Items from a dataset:
───
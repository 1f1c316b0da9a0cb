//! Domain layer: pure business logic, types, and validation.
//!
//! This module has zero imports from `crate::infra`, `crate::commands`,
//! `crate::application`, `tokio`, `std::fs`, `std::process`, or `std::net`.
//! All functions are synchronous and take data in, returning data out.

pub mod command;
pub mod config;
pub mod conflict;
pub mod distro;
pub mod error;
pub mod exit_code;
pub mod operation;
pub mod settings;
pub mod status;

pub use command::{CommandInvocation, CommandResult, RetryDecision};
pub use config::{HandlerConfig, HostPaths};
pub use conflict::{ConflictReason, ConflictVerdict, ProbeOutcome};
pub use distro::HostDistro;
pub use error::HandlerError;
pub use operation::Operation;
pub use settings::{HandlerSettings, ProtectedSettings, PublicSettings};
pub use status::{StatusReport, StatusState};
───
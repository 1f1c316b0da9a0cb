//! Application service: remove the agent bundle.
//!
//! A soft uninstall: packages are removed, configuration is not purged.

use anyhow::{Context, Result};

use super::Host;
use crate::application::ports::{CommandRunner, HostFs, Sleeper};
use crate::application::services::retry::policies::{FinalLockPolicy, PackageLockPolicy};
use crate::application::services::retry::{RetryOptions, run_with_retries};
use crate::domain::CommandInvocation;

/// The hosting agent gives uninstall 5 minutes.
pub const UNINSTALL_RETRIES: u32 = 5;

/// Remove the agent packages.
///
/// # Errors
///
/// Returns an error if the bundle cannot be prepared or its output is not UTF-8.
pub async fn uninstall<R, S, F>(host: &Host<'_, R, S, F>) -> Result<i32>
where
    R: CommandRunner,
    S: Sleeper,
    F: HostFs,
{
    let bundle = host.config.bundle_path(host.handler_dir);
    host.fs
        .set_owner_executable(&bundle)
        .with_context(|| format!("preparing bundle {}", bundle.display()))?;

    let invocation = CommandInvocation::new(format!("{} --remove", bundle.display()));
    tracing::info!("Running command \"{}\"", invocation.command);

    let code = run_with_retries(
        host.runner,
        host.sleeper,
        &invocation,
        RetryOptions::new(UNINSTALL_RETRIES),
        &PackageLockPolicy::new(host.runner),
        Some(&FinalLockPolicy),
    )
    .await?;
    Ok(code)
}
───
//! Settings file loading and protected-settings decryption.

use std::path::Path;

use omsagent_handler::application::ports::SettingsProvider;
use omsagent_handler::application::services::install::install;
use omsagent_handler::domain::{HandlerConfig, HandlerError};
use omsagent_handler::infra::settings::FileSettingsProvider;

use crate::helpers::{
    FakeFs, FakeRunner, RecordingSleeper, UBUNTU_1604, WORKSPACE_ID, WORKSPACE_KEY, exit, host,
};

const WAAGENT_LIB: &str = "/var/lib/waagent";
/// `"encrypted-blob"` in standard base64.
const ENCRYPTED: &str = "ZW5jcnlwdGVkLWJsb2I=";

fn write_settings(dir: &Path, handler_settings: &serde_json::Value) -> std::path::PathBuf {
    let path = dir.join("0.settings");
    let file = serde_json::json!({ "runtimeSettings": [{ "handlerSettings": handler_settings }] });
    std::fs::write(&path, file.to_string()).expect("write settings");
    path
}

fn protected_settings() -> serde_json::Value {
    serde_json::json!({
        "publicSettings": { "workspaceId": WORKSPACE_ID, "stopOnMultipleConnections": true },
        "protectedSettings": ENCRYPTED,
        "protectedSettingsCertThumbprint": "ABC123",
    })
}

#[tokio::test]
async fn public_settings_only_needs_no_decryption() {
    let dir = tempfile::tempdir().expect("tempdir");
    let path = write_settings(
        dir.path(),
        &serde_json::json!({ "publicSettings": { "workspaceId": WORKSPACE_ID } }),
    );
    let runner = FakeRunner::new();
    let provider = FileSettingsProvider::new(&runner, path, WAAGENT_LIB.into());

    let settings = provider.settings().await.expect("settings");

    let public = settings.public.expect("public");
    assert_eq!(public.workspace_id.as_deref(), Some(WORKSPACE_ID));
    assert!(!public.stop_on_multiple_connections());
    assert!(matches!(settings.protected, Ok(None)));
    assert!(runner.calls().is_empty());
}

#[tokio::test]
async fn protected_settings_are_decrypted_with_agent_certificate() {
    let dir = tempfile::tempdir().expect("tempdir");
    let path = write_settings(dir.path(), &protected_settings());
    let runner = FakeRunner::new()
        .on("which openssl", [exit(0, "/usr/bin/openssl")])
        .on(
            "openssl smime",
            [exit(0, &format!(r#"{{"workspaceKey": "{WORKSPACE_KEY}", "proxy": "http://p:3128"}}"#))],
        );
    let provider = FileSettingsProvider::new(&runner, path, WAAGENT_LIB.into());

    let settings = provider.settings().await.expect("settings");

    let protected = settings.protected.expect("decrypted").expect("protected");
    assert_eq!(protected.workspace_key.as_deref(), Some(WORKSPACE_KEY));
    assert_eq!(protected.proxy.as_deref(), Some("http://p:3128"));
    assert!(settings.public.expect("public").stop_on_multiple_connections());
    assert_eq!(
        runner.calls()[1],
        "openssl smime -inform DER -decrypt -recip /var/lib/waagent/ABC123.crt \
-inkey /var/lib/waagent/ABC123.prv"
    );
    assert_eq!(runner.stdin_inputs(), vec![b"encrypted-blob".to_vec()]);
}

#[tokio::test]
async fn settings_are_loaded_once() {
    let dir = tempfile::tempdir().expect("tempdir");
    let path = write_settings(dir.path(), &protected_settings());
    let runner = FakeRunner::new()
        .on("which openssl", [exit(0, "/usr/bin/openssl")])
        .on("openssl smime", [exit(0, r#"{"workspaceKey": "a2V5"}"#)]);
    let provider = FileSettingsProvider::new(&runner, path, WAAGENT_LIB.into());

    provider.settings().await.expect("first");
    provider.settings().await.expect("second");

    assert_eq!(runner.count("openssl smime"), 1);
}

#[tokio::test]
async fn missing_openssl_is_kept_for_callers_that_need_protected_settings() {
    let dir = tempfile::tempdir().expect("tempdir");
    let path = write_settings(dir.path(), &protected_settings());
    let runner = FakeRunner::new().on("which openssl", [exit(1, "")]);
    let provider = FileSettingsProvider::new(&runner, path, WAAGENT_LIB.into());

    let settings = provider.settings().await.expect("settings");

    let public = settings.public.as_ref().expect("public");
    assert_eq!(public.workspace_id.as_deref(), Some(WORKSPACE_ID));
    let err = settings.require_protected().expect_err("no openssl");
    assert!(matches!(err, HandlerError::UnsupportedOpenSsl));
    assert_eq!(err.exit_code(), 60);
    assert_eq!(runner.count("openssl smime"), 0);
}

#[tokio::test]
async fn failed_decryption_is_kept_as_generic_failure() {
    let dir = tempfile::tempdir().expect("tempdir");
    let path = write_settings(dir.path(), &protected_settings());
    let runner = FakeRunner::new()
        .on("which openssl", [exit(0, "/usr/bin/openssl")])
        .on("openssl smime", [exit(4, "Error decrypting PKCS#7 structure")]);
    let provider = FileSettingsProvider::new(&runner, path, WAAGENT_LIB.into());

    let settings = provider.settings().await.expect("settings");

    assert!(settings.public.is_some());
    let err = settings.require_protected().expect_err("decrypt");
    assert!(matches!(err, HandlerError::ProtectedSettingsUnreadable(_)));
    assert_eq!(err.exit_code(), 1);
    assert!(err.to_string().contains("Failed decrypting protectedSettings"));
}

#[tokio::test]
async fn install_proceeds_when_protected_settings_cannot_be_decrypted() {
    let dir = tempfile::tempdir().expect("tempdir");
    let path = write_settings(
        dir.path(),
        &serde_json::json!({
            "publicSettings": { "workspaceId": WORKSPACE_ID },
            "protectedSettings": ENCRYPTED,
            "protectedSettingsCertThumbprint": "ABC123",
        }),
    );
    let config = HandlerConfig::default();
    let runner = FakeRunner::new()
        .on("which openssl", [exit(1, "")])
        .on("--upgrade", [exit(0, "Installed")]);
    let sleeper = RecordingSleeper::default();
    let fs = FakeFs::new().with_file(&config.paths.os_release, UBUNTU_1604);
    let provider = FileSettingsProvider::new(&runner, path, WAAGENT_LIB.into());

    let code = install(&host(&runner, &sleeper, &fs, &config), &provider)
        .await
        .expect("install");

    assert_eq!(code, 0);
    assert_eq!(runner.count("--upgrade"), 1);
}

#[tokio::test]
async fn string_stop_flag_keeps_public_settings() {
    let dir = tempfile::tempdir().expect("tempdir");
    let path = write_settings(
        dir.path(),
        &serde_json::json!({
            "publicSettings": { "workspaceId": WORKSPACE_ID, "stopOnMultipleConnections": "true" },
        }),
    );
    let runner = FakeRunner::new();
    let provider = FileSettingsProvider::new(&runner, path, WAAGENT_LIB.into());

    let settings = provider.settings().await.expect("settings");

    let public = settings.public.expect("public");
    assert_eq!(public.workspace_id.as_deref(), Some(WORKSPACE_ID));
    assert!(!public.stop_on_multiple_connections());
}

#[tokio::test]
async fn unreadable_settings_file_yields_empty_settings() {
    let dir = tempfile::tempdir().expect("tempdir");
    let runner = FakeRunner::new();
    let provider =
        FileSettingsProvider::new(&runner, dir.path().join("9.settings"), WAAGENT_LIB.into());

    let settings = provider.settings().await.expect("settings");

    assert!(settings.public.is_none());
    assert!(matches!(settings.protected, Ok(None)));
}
───
- TASK OBJECTIVE
Which lines above hold the string "stopOnMultipleConnections"? Show each of them.

- WRITTEN REPLY
        "publicSettings": { "workspaceId": WORKSPACE_ID, "stopOnMultipleConnections": true },
            "publicSettings": { "workspaceId": WORKSPACE_ID, "stopOnMultipleConnections": "true" },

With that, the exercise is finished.